The bánh family includes a number of steamed rice cake-like dishes. So soft and delicate, my favorite was this bánh cuốn straight from the steamer. Our Intrepid Travel guide took us to a third-generation bánh cuốn master in Hanoi who mesmerized us with her skills. She ladled each scoop of the rice flour-based batter onto the steamer, covering it with a lid for a matter of seconds, then carefully transferred the gossamer-thin sheets with a bamboo stick onto a tray to be filled with minced mushrooms and pork. Each bite is topped with deep-fried shallot bits and must be dipped into that nước chấm sauce.
Also in the bánh family: bánh bèo (literally "water fern cake") from the old imperial city of Hue in central Vietnam.
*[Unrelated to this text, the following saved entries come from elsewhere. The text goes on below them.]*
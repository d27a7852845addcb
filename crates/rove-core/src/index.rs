//! The relationship index engine.
//!
//! [`RelationIndex`] owns a primary map (record id → record) and one inverted
//! map per secondary index (key → record ids). Every mutation updates the
//! primary map and each affected index together, so that a record's keys and
//! the index entries pointing at it always agree.
//!
//! Two modes share the engine:
//!
//! - **multi-record** ([`RelationIndex::insert`] / [`RelationIndex::remove_record`]):
//!   records are immutable and keyed by id; many may share a key.
//! - **single-record-per-subject** (records implementing [`ValueSet`]): one
//!   record per subject whose value set is edited in place by
//!   [`RelationIndex::upsert`], with the value index maintained by set
//!   difference.
//!
//! Lookups of missing ids or subjects are not errors; they report a status
//! (`None`, `false`, `0`, or an empty [`Upsert`]).

use std::{
  collections::{BTreeSet, HashMap, HashSet},
  fmt,
  hash::Hash,
};

use chrono::{DateTime, Utc};
use thiserror::Error;
use tracing::warn;

use crate::record::{RecordId, SubjectKey};

type KeyMap = HashMap<String, HashSet<RecordId>>;

// ─── Record contracts ────────────────────────────────────────────────────────

/// A record shape the engine can index.
pub trait Indexed: Clone {
  /// Names of the secondary indexes.
  type Index: Copy + Eq + Hash + fmt::Debug + fmt::Display + 'static;

  /// Every secondary index maintained for this record type.
  const INDEXES: &'static [Self::Index];
  /// Indexes in which a key may be held by at most one record.
  const UNIQUE: &'static [Self::Index];

  fn id(&self) -> RecordId;

  fn timestamp(&self) -> DateTime<Utc>;

  /// The keys this record contributes to `index`.
  fn index_keys(&self, index: Self::Index) -> Vec<String>;

  /// Structural check applied on rebuild. `Err` carries a human-readable
  /// reason and causes the record to be skipped.
  fn validate(&self) -> Result<(), String>;
}

/// A record whose relation values form a set owned by a single subject.
///
/// `index_keys(VALUE_INDEX)` must equal `values()`, and
/// `index_keys(SUBJECT_INDEX)` must be the subject key alone.
pub trait ValueSet: Indexed {
  const SUBJECT_INDEX: Self::Index;
  const VALUE_INDEX: Self::Index;

  fn create(subject: SubjectKey, values: BTreeSet<String>, actor: &str) -> Self;

  fn subject_key(&self) -> &SubjectKey;

  fn values(&self) -> &BTreeSet<String>;

  fn values_mut(&mut self) -> &mut BTreeSet<String>;

  fn actor(&self) -> &str;

  /// Record who changed the value set, and when.
  fn touch(&mut self, actor: &str);
}

// ─── Results ─────────────────────────────────────────────────────────────────

/// Why a record could not be indexed.
#[derive(Debug, Clone, PartialEq, Eq, Error)]
pub enum Conflict {
  #[error("record {0} is already indexed")]
  DuplicateId(RecordId),

  #[error("{index} key {key:?} is already held by record {existing}")]
  UniqueKey {
    index:    String,
    key:      String,
    existing: RecordId,
  },
}

/// Outcome of [`RelationIndex::rebuild_from`].
#[derive(Debug, Clone, Copy, Default, PartialEq, Eq)]
pub struct RebuildReport {
  pub indexed: usize,
  pub skipped: usize,
}

/// Outcome of a value-set mutation.
#[derive(Debug, Clone, Default, PartialEq, Eq)]
pub struct Upsert {
  /// The subject's record after the mutation; `None` when the resulting set
  /// is empty (record deleted, or never created).
  pub record_id: Option<RecordId>,
  pub added:     BTreeSet<String>,
  pub removed:   BTreeSet<String>,
}

impl Upsert {
  pub fn is_change(&self) -> bool { !self.added.is_empty() || !self.removed.is_empty() }
}

// ─── Engine ──────────────────────────────────────────────────────────────────

/// In-memory primary store plus inverted indexes over records of type `R`.
#[derive(Debug, Clone, PartialEq)]
pub struct RelationIndex<R: Indexed> {
  records: HashMap<RecordId, R>,
  indexes: HashMap<R::Index, KeyMap>,
}

impl<R: Indexed> Default for RelationIndex<R> {
  fn default() -> Self { Self::new() }
}

impl<R: Indexed> RelationIndex<R> {
  pub fn new() -> Self {
    Self {
      records: HashMap::new(),
      indexes: R::INDEXES.iter().map(|&index| (index, KeyMap::new())).collect(),
    }
  }

  pub fn clear(&mut self) { *self = Self::new(); }

  pub fn len(&self) -> usize { self.records.len() }

  pub fn is_empty(&self) -> bool { self.records.is_empty() }

  pub fn get(&self, id: RecordId) -> Option<&R> { self.records.get(&id) }

  /// Clear everything and index `records` from scratch.
  ///
  /// Records that fail [`Indexed::validate`], repeat an id, or collide on a
  /// unique index are skipped with a warning. Calling this twice with the
  /// same input yields the same state.
  pub fn rebuild_from(&mut self, records: impl IntoIterator<Item = R>) -> RebuildReport {
    self.clear();
    let mut report = RebuildReport::default();

    for (position, record) in records.into_iter().enumerate() {
      if let Err(reason) = record.validate() {
        warn!(position, %reason, "skipping malformed record");
        report.skipped += 1;
        continue;
      }
      if let Some(conflict) = self.conflict(&record) {
        warn!(position, %conflict, "skipping conflicting record");
        report.skipped += 1;
        continue;
      }
      self.attach(record);
      report.indexed += 1;
    }

    report
  }

  /// Index a freshly built record in the primary map and every secondary
  /// index. Nothing is mutated when the record conflicts.
  pub fn insert(&mut self, record: R) -> Result<RecordId, Conflict> {
    if let Some(conflict) = self.conflict(&record) {
      return Err(conflict);
    }
    Ok(self.attach(record))
  }

  /// Delete one record and scrub it from every index. `None` if absent.
  pub fn remove_record(&mut self, id: RecordId) -> Option<R> {
    let record = self.records.remove(&id)?;
    for &index in R::INDEXES {
      if let Some(keys) = self.indexes.get_mut(&index) {
        for key in record.index_keys(index) {
          detach(keys, &key, id);
        }
      }
    }
    Some(record)
  }

  /// Full records reachable through `index` under `key`, oldest first.
  pub fn query(&self, index: R::Index, key: &str) -> Vec<R> {
    let mut found: Vec<R> = self
      .index_set(index, key)
      .into_iter()
      .flatten()
      .filter_map(|id| self.records.get(id))
      .cloned()
      .collect();
    sort_records(&mut found);
    found
  }

  /// A copy of the id set under `key`, safe to iterate while mutating.
  pub fn ids_for(&self, index: R::Index, key: &str) -> Vec<RecordId> {
    let mut ids: Vec<RecordId> =
      self.index_set(index, key).into_iter().flatten().copied().collect();
    ids.sort();
    ids
  }

  pub fn key_count(&self, index: R::Index, key: &str) -> usize {
    self.index_set(index, key).map_or(0, HashSet::len)
  }

  /// Every key currently present in `index`, sorted.
  pub fn keys(&self, index: R::Index) -> Vec<String> {
    let mut keys: Vec<String> = self
      .indexes
      .get(&index)
      .map(|keys| keys.keys().cloned().collect())
      .unwrap_or_default();
    keys.sort();
    keys
  }

  /// All records, ordered by `(timestamp, id)`. This is what gets saved.
  pub fn records(&self) -> Vec<R> {
    let mut all: Vec<R> = self.records.values().cloned().collect();
    sort_records(&mut all);
    all
  }

  /// Check that every record's keys are indexed and every index entry points
  /// at an existing record that holds that key.
  pub fn is_consistent(&self) -> bool {
    let forward = self.records.values().all(|record| {
      R::INDEXES.iter().all(|&index| {
        record.index_keys(index).iter().all(|key| {
          self.index_set(index, key).is_some_and(|ids| ids.contains(&record.id()))
        })
      })
    });

    let inverted = self.indexes.iter().all(|(&index, keys)| {
      keys.iter().all(|(key, ids)| {
        !ids.is_empty()
          && ids.iter().all(|id| {
            self
              .records
              .get(id)
              .is_some_and(|record| record.index_keys(index).contains(key))
          })
      })
    });

    forward && inverted
  }

  fn index_set(&self, index: R::Index, key: &str) -> Option<&HashSet<RecordId>> {
    self.indexes.get(&index).and_then(|keys| keys.get(key))
  }

  fn conflict(&self, record: &R) -> Option<Conflict> {
    if self.records.contains_key(&record.id()) {
      return Some(Conflict::DuplicateId(record.id()));
    }
    for &index in R::UNIQUE {
      for key in record.index_keys(index) {
        if let Some(&existing) = self.index_set(index, &key).and_then(|ids| ids.iter().next()) {
          return Some(Conflict::UniqueKey {
            index: index.to_string(),
            key,
            existing,
          });
        }
      }
    }
    None
  }

  fn attach(&mut self, record: R) -> RecordId {
    let id = record.id();
    for &index in R::INDEXES {
      let keys = self.indexes.entry(index).or_default();
      for key in record.index_keys(index) {
        keys.entry(key).or_default().insert(id);
      }
    }
    self.records.insert(id, record);
    id
  }
}

// ─── Single-record-per-subject mode ──────────────────────────────────────────

impl<R: ValueSet> RelationIndex<R> {
  pub fn record_for(&self, subject: &SubjectKey) -> Option<&R> {
    self.subject_record_id(subject).and_then(|id| self.records.get(&id))
  }

  /// Replace the subject's value set with `values`.
  ///
  /// Only the difference between the old and new sets touches the value
  /// index. An empty `values` deletes the record.
  pub fn upsert(
    &mut self,
    subject: &SubjectKey,
    values: BTreeSet<String>,
    actor: &str,
  ) -> Upsert {
    let Some(id) = self.subject_record_id(subject) else {
      if values.is_empty() {
        return Upsert::default();
      }
      let record = R::create(subject.clone(), values.clone(), actor);
      let id = self.attach(record);
      return Upsert { record_id: Some(id), added: values, removed: BTreeSet::new() };
    };

    let current = match self.records.get(&id) {
      Some(record) => record.values().clone(),
      None => BTreeSet::new(),
    };
    let added: BTreeSet<String> = values.difference(&current).cloned().collect();
    let removed: BTreeSet<String> = current.difference(&values).cloned().collect();

    if values.is_empty() {
      self.remove_record(id);
      return Upsert { record_id: None, added, removed };
    }

    if !added.is_empty() || !removed.is_empty() {
      if let Some(keys) = self.indexes.get_mut(&R::VALUE_INDEX) {
        for value in &removed {
          detach(keys, value, id);
        }
      }
      let keys = self.indexes.entry(R::VALUE_INDEX).or_default();
      for value in &added {
        keys.entry(value.clone()).or_default().insert(id);
      }
      if let Some(record) = self.records.get_mut(&id) {
        *record.values_mut() = values;
        record.touch(actor);
      }
    }

    Upsert { record_id: Some(id), added, removed }
  }

  /// Remove `values` from the subject's set, deleting the record if nothing
  /// is left. No-op for an unknown subject.
  pub fn remove_values(&mut self, subject: &SubjectKey, values: &BTreeSet<String>) -> Upsert {
    let Some(record) = self.record_for(subject) else {
      return Upsert::default();
    };
    let remaining: BTreeSet<String> = record.values().difference(values).cloned().collect();
    let actor = record.actor().to_owned();
    self.upsert(subject, remaining, &actor)
  }

  /// Remove `value` from every subject carrying it. Affected subjects are
  /// found through the value index. Returns how many subjects changed.
  pub fn cascade_delete_by_value(&mut self, value: &str) -> usize {
    let mut affected = 0;
    for id in self.ids_for(R::VALUE_INDEX, value) {
      let Some(record) = self.records.get(&id) else { continue };
      let subject = record.subject_key().clone();
      let mut remaining = record.values().clone();
      remaining.remove(value);
      let actor = record.actor().to_owned();
      if self.upsert(&subject, remaining, &actor).is_change() {
        affected += 1;
      }
    }
    affected
  }

  /// Drop the subject's record entirely.
  pub fn remove_subject(&mut self, subject: &SubjectKey) -> Option<R> {
    let id = self.subject_record_id(subject)?;
    self.remove_record(id)
  }

  /// Subjects holding `value`, sorted.
  pub fn subjects_with(&self, value: &str) -> Vec<SubjectKey> {
    let mut subjects: Vec<SubjectKey> = self
      .index_set(R::VALUE_INDEX, value)
      .into_iter()
      .flatten()
      .filter_map(|id| self.records.get(id))
      .map(|record| record.subject_key().clone())
      .collect();
    subjects.sort();
    subjects
  }

  fn subject_record_id(&self, subject: &SubjectKey) -> Option<RecordId> {
    self
      .index_set(R::SUBJECT_INDEX, subject.as_str())
      .and_then(|ids| ids.iter().next().copied())
  }
}

fn detach(keys: &mut KeyMap, key: &str, id: RecordId) {
  if let Some(ids) = keys.get_mut(key) {
    ids.remove(&id);
    if ids.is_empty() {
      keys.remove(key);
    }
  }
}

fn sort_records<R: Indexed>(records: &mut [R]) {
  records.sort_by(|a, b| a.timestamp().cmp(&b.timestamp()).then_with(|| a.id().cmp(&b.id())));
}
It's topped with chopped shrimp, scallions, mung bean paste, crispy fried shallots, and fish sauce.
Phở is just one of many, many, MANY noodle soups in Vietnam. From a strictly linguistic standpoint, phở refers to the rice noodles, not the soup itself. But it's become synonymous with the staple soup served with various meat parts (usually beef or chicken), bean sprouts, lime wedges, the essential greens (basil, mint, cilantro, and onions), and whatever chili sauce and fish sauce you need to doctor up the broth to your liking. It's cheap, tasty, and especially popular for breakfast in Hanoi. We visited a popular phở joint that usually sells out by noon.
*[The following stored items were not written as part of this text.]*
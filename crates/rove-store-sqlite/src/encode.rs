//! Conversions between Rust values and the plain-text representations stored
//! in SQLite columns.
//!
//! Timestamps are stored as RFC 3339 strings.

use chrono::{DateTime, Utc};
use rove_core::document::DocumentInfo;

use crate::{Error, Result};

// ─── DateTime<Utc> ───────────────────────────────────────────────────────────

pub fn encode_dt(dt: DateTime<Utc>) -> String { dt.to_rfc3339() }

pub fn decode_dt(s: &str) -> Result<DateTime<Utc>> {
  DateTime::parse_from_rfc3339(s)
    .map(|dt| dt.with_timezone(&Utc))
    .map_err(|e| Error::DateParse(e.to_string()))
}

// ─── Row types ───────────────────────────────────────────────────────────────

/// Raw values read from a `documents` listing query.
pub struct RawDocumentInfo {
  pub name:       String,
  pub size:       i64,
  pub updated_at: String,
}

impl RawDocumentInfo {
  pub fn into_info(self) -> Result<DocumentInfo> {
    let size = usize::try_from(self.size)
      .map_err(|_| Error::InvalidSize { name: self.name.clone(), size: self.size })?;
    Ok(DocumentInfo {
      name: self.name,
      size,
      updated_at: decode_dt(&self.updated_at)?,
    })
  }
}

#[cfg(test)]
mod tests {
  use chrono::TimeZone;

  use super::*;

  #[test]
  fn timestamps_roundtrip_through_rfc3339() {
    let at = Utc.with_ymd_and_hms(2024, 5, 1, 10, 30, 0).unwrap();
    assert_eq!(decode_dt(&encode_dt(at)).unwrap(), at);
  }

  #[test]
  fn bad_timestamp_is_a_parse_error() {
    assert!(matches!(decode_dt("yesterday"), Err(Error::DateParse(_))));
  }

  #[test]
  fn negative_size_is_rejected() {
    let raw = RawDocumentInfo {
      name:       "tags.json".into(),
      size:       -1,
      updated_at: "2024-05-01T10:30:00+00:00".into(),
    };
    assert!(matches!(raw.into_info(), Err(Error::InvalidSize { .. })));
  }
}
The northern-style phở in Hanoi is typically defined by a clear broth whereas the southern-style broth tends to be slightly sweeter, murkier from added sauces, and popping with more herbs and other garnishes.
Rice vermicelli ("bún") is a staple all over Vietnam. My first night in Hanoi, this one in particular was a must-order. Bún chả. You really can't go to Hanoi without trying bún chả. It comes with grilled pork sausage patties, a basket of herbs, bean sprouts, pickled veggies, and, once again, the ever-important nước chấm sauce (pour it over everything).
A note on bún: Vermicelli is found in many noodle soups too like bún rieu, a tomato broth soup with crab and bún bò Huế (pronounced "boon ba hway") with beef (bò). There are many, many bún dishes that didn't make this list but are nonetheless popular and delicious.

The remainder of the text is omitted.